## PROBLEM DESCRIPTION
Below are records; copy exactly the line containing "pub const DEFAULT_LOG_FILTER: &str" and every line after it, through the last.

[Collected data]
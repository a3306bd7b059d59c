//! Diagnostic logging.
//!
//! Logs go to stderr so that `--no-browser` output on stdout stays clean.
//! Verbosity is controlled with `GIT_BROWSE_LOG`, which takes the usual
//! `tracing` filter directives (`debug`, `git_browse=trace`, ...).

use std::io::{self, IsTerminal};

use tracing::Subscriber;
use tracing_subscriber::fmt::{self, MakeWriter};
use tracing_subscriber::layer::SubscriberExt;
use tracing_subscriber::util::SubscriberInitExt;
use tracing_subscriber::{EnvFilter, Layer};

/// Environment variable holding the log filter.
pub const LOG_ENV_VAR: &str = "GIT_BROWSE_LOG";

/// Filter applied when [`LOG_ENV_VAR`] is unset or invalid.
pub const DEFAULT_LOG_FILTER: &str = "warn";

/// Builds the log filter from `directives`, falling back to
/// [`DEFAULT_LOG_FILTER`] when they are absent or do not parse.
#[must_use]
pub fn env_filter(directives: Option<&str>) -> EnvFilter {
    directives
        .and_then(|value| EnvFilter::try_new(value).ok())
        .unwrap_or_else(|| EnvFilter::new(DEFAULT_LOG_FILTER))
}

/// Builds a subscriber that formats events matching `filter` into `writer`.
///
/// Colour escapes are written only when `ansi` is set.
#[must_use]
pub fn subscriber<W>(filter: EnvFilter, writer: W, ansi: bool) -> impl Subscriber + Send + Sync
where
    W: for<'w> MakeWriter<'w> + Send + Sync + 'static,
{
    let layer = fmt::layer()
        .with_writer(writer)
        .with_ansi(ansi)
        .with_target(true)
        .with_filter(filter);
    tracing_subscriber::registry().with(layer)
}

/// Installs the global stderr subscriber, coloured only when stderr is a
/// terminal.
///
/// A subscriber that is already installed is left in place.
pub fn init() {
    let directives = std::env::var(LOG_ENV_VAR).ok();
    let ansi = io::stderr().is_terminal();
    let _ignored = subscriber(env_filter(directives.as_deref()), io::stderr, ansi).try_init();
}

## ANSWER SPACE
pub const DEFAULT_LOG_FILTER: &str = "warn";

/// Builds the log filter from `directives`, falling back to
/// [`DEFAULT_LOG_FILTER`] when they are absent or do not parse.
#[must_use]
pub fn env_filter(directives: Option<&str>) -> EnvFilter {
    directives
        .and_then(|value| EnvFilter::try_new(value).ok())
        .unwrap_or_else(|| EnvFilter::new(DEFAULT_LOG_FILTER))
}

/// Builds a subscriber that formats events matching `filter` into `writer`.
///
/// Colour escapes are written only when `ansi` is set.
#[must_use]
pub fn subscriber<W>(filter: EnvFilter, writer: W, ansi: bool) -> impl Subscriber + Send + Sync
where
    W: for<'w> MakeWriter<'w> + Send + Sync + 'static,
{
    let layer = fmt::layer()
        .with_writer(writer)
        .with_ansi(ansi)
        .with_target(true)
        .with_filter(filter);
    tracing_subscriber::registry().with(layer)
}

/// Installs the global stderr subscriber, coloured only when stderr is a
/// terminal.
///
/// A subscriber that is already installed is left in place.
pub fn init() {
    let directives = std::env::var(LOG_ENV_VAR).ok();
    let ansi = io::stderr().is_terminal();
    let _ignored = subscriber(env_filter(directives.as_deref()), io::stderr, ansi).try_init();
}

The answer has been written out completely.